OTTAWA—Prime Minister Justin Trudeau is weighing whether to deliver an expression of contrition or a more detailed statement on the SNC-Lavalin controversy in a bid to contain an ongoing political crisis that has already cost him two cabinet ministers and a top aide.

Trudeau scrapped plans to visit Regina on Tuesday and instead flew back from Toronto to the nation’s capital, where he spent the afternoon speaking with advisers “discussing next steps,” said a senior official.

“We’re reflecting on that right now,” the official said.

Among those Trudeau sought out Tuesday was David MacNaughton, Canada’s ambassador to the United States and a veteran political operative, who was in Ottawa for meetings. “He’s offering up his support and perspective,” said the official, who spoke on condition of anonymity because he wasn’t authorized to speak publicly.

Trudeau’s government is scrambling to get a grip on a political crisis that has seen the resignations of cabinet ministers Jody Wilson-Raybould and Jane Philpott, as well as Gerald Butts, the prime minister’s principal secretary.
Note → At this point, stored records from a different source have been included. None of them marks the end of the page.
pub mod alert;
pub mod config;
pub mod dispatch;
pub mod error;
pub mod graph;
pub mod model;
pub mod rpc;
pub mod runtime;
pub mod taskgroup;

/// Installs the `tracing` subscriber used by the binary. `RUST_LOG` overrides the
/// default filter.
pub fn init_tracing(default_filter: &str) {
    let filter = tracing_subscriber::EnvFilter::try_from_default_env()
        .unwrap_or_else(|_| tracing_subscriber::EnvFilter::new(default_filter));
    let _ = tracing_subscriber::fmt().with_env_filter(filter).with_target(false).try_init();
}
use async_trait::async_trait;
use anyhow::Result;
use redis::AsyncCommands;

use crate::model::Command;
use crate::runtime::storage::CommandQueue;

/// Command queue shared by every master, kept in a Redis list.
pub struct RedisCommandQueue {
    client: redis::Client,
    queue_key: String,
}

impl RedisCommandQueue {
    pub fn new(client: redis::Client, key_prefix: &str) -> Self {
        Self {
            client,
            queue_key: format!("{}:commands", key_prefix),
        }
    }
}

#[async_trait]
impl CommandQueue for RedisCommandQueue {
    async fn push(&self, command: Command) -> Result<()> {
        let mut conn = self.client.get_multiplexed_async_connection().await?;
        let serialized = serde_json::to_string(&command)?;
        let _: () = conn.lpush(&self.queue_key, serialized).await?;
        Ok(())
    }

    async fn pop(&self) -> Result<Option<Command>> {
        let mut conn = self.client.get_multiplexed_async_connection().await?;
        // 1 second timeout keeps the command loop responsive to shutdown.
        let result: Option<(String, String)> = conn.brpop(&self.queue_key, 1.0).await?;

        match result {
            Some((_, command_json)) => Ok(Some(serde_json::from_str(&command_json)?)),
            None => Ok(None),
        }
    }
}
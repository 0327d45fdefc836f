use serde::{Deserialize, Serialize};

#[derive(Debug, Clone, Copy, PartialEq, Eq, Hash, Serialize, Deserialize)]
#[serde(rename_all = "UPPERCASE")]
pub enum Direction {
    In,
    Out,
}

#[derive(Debug, Clone, Copy, PartialEq, Eq, Hash, Serialize, Deserialize, Default)]
#[serde(rename_all = "UPPERCASE")]
pub enum DataType {
    #[default]
    Varchar,
    Integer,
    Long,
    Float,
    Double,
    Boolean,
    Date,
    Time,
    Timestamp,
    List,
}

/// One named value in a var pool.
#[derive(Debug, Clone, PartialEq, Eq, Serialize, Deserialize)]
pub struct Property {
    pub prop: String,
    pub direct: Direction,
    #[serde(rename = "type", default)]
    pub data_type: DataType,
    #[serde(default)]
    pub value: String,
}

impl Property {
    pub fn new(prop: &str, direct: Direction, value: impl Into<String>) -> Self {
        Self {
            prop: prop.to_string(),
            direct,
            data_type: DataType::Varchar,
            value: value.into(),
        }
    }

    pub fn input(prop: &str, value: impl Into<String>) -> Self {
        Self::new(prop, Direction::In, value)
    }

    pub fn output(prop: &str, value: impl Into<String>) -> Self {
        Self::new(prop, Direction::Out, value)
    }
}

/// Merge `incoming` into `target` by name. Later entries overwrite earlier ones and
/// keep their original position, new names are appended.
pub fn merge_properties(target: &mut Vec<Property>, incoming: impl IntoIterator<Item = Property>) {
    for property in incoming {
        match target.iter_mut().find(|p| p.prop == property.prop) {
            Some(existing) => *existing = property,
            None => target.push(property),
        }
    }
}

pub fn find_property<'a>(pool: &'a [Property], prop: &str) -> Option<&'a Property> {
    pool.iter().find(|p| p.prop == prop)
}
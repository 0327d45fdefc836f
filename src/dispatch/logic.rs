use async_trait::async_trait;
use evalexpr::{
    ContextWithMutableVariables, DefaultNumericTypes, HashMapContext, Node as EvalNode,
    build_operator_tree,
};
use serde::Deserialize;
use serde_json::Value;
use std::sync::Arc;
use tracing::{debug, info};

use crate::error::DispatchError;
use crate::model::{DataType, Property, TaskExecutionStatus};
use crate::rpc::TaskStateEvent;
use crate::runtime::event::WorkflowEventBus;
use crate::runtime::task::TaskExecutionRunnable;

pub const SWITCH_TASK_TYPE: &str = "SWITCH";

#[derive(Debug, Clone, Deserialize)]
struct SwitchBranchParams {
    condition: String,
    next_node: i64,
}

#[derive(Debug, Clone, Deserialize)]
struct SwitchParams {
    #[serde(default)]
    branches: Vec<SwitchBranchParams>,
    #[serde(default)]
    default_node: Option<i64>,
}

struct SwitchBranch {
    condition: EvalNode<DefaultNumericTypes>,
    next_node: i64,
}

/// Compiled form of a SWITCH task's `task_params.switch` block:
///
/// ```yaml
/// switch:
///   branches:
///     - condition: "${count} > 10"
///       next_node: 3
///   default_node: 4
/// ```
pub struct SwitchTask {
    branches: Vec<SwitchBranch>,
    default_node: Option<i64>,
}

impl SwitchTask {
    pub fn from_task_params(params: &Value) -> Result<Self, String> {
        let raw = params
            .get("switch")
            .ok_or_else(|| "missing `switch` block".to_string())?;
        let parsed: SwitchParams =
            serde_json::from_value(raw.clone()).map_err(|e| format!("invalid `switch` block: {}", e))?;

        let mut branches = Vec::with_capacity(parsed.branches.len());
        for branch in parsed.branches {
            let clean = branch.condition.replace("${", "").replace('}', "");
            let condition = build_operator_tree(&clean)
                .map_err(|e| format!("invalid condition `{}`: {}", branch.condition, e))?;
            branches.push(SwitchBranch {
                condition,
                next_node: branch.next_node,
            });
        }

        Ok(Self {
            branches,
            default_node: parsed.default_node,
        })
    }

    /// First branch whose condition holds, else the default. `None` skips every successor.
    pub fn evaluate(&self, var_pool: &[Property]) -> Result<Option<i64>, String> {
        let mut eval_ctx = HashMapContext::<DefaultNumericTypes>::new();
        for property in var_pool {
            let _ = eval_ctx.set_value(property.prop.clone(), to_eval_value(property));
        }

        for branch in &self.branches {
            let matched = branch
                .condition
                .eval_boolean_with_context(&eval_ctx)
                .map_err(|e| format!("condition evaluation failed: {}", e))?;
            if matched {
                return Ok(Some(branch.next_node));
            }
        }
        Ok(self.default_node)
    }
}

fn to_eval_value(property: &Property) -> evalexpr::Value<DefaultNumericTypes> {
    let raw = property.value.as_str();
    match property.data_type {
        DataType::Integer | DataType::Long => raw
            .parse::<i64>()
            .map(evalexpr::Value::Int)
            .unwrap_or_else(|_| evalexpr::Value::String(raw.to_string())),
        DataType::Float | DataType::Double => raw
            .parse::<f64>()
            .map(evalexpr::Value::Float)
            .unwrap_or_else(|_| evalexpr::Value::String(raw.to_string())),
        DataType::Boolean => raw
            .parse::<bool>()
            .map(evalexpr::Value::Boolean)
            .unwrap_or_else(|_| evalexpr::Value::String(raw.to_string())),
        // Untyped values are guessed so `${count} > 1` works on VARCHAR outputs.
        _ => {
            if let Ok(i) = raw.parse::<i64>() {
                evalexpr::Value::Int(i)
            } else if let Ok(f) = raw.parse::<f64>() {
                evalexpr::Value::Float(f)
            } else if let Ok(b) = raw.parse::<bool>() {
                evalexpr::Value::Boolean(b)
            } else {
                evalexpr::Value::String(raw.to_string())
            }
        }
    }
}

/// Runs logic tasks inside the master instead of shipping them to a worker.
pub struct LogicTaskDispatcher {
    host: String,
    event_bus: Arc<WorkflowEventBus>,
}

impl LogicTaskDispatcher {
    pub fn new(host: impl Into<String>, event_bus: Arc<WorkflowEventBus>) -> Self {
        Self {
            host: host.into(),
            event_bus,
        }
    }
}

#[async_trait]
impl crate::dispatch::TaskDispatcher for LogicTaskDispatcher {
    async fn dispatch_task(&self, runnable: Arc<TaskExecutionRunnable>) -> Result<(), DispatchError> {
        if !runnable.mark_dispatched(&self.host) {
            debug!(task_instance_id = runnable.task_instance_id(), "Logic task no longer pending, skipping");
            return Ok(());
        }
        let task = runnable.snapshot();

        let outcome = SwitchTask::from_task_params(&task.task_params)
            .and_then(|switch| switch.evaluate(&task.var_pool));
        let chosen = match outcome {
            Ok(chosen) => chosen,
            Err(message) => {
                runnable.revert_dispatch();
                return Err(DispatchError::InvalidTaskParams {
                    task_code: task.task_code,
                    message,
                });
            }
        };

        info!(
            task_instance_id = task.id,
            workflow_instance_id = task.workflow_instance_id,
            next_node = ?chosen,
            "Switch task evaluated"
        );
        self.event_bus.publish_task_event(
            TaskStateEvent::new(task.id, task.workflow_instance_id, TaskExecutionStatus::Success)
                .with_host(self.host.clone())
                .with_next_nodes(chosen.into_iter().collect()),
        );
        Ok(())
    }
}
Butts has denied that any of his dealings with Wilson-Raybould were improper. He will appear before the Commons justice committee on Wednesday, when he is expected to push back on her version of events. Michael Wernick, the clerk of the Privy Council, and Nathalie Drouin, deputy justice minister, are also scheduled to appear.

Asked whether Trudeau planned an expression of contrition or a more detailed public explanation behind the events that have landed his government in hot water, the official replied, “I wouldn’t rule anything out.

“I think it’s important to keep an open mind. We’re going to hear from some important witnesses (Wednesday),” the official said. “I think it’s responsible for us to be able to respond once we’ve heard all the different perspectives.”

From the time the allegations became public last month, Trudeau has been adamant that the discussions with Wilson-Raybould were appropriate and that officials were entitled to raise the topic to preserve jobs that might be threatened. A criminal conviction could see SNC-Lavalin hit with 10-year ban on federal contracts.

Trudeau’s messaging on the issue softened Monday in the wake of Philpott’s stunning cabinet resignation. He acknowledged there are “more questions still to be answered” and said he would listen to committee testimony.

“This matter has generated an important discussion: how democratic institutions, specifically the federal ministry and the staff and officials that support it, conduct themselves is critical and core to all of our principles,” he told the crowd at a rally in Toronto on Monday night. “Concerns of this nature must be taken very seriously and I can assure you that I am.”

Philpott spoke with Trudeau about her decision before she went public, and he said Monday night that he had known of her concerns for “some time.”

But coming mere days after Trudeau shuffled his cabinet to fill the hole left by Wilson-Raybould’s resignation, Philpott’s announcement caught most off-guard.

In the hours after her departure from cabinet, the remaining ministers rallied with expressions of support for the prime minister and the government’s agenda, messages that continued Tuesday.

“I fully support the prime minister. It is a huge privilege to serve as Canada’s foreign minister and to serve in his cabinet,” Foreign Affairs Minister Chrystia Freeland said during a visit to Longueuil, Que.

“When it comes to working with the prime minister, as a woman I have found him to be absolutely supportive,” Freeland said. “He is a feminist as a prime minister and he’s a feminist as a boss, something that I have personally appreciated.”

Sheila Copps, a former Liberal MP and one-time deputy prime minister, had harsh words for Philpott and Wilson-Raybould. Copps said neither should be in the Liberal caucus if they can’t voice confidence in the prime minister.

“Why would you remain in caucus when you’ve gone out and told the country you don’t have faith in your leader?” Copps said in an interview with CBC News.

She said that neither of the former cabinet ministers — both of whom were first elected in 2015 — had “sat in an opposition bench or done any of the heavy lifting in politics, other than becoming a minister.

“The whole business of two strong women going? Well, there are a heck of a lot of other strong women who are still hanging in there,” Copps said.

She also criticized Wilson-Raybould for rejecting of the possibility of a mediated agreement for SNC-Lavalin “without consulting other colleagues.

“This is a crisis she has created,” Copps said.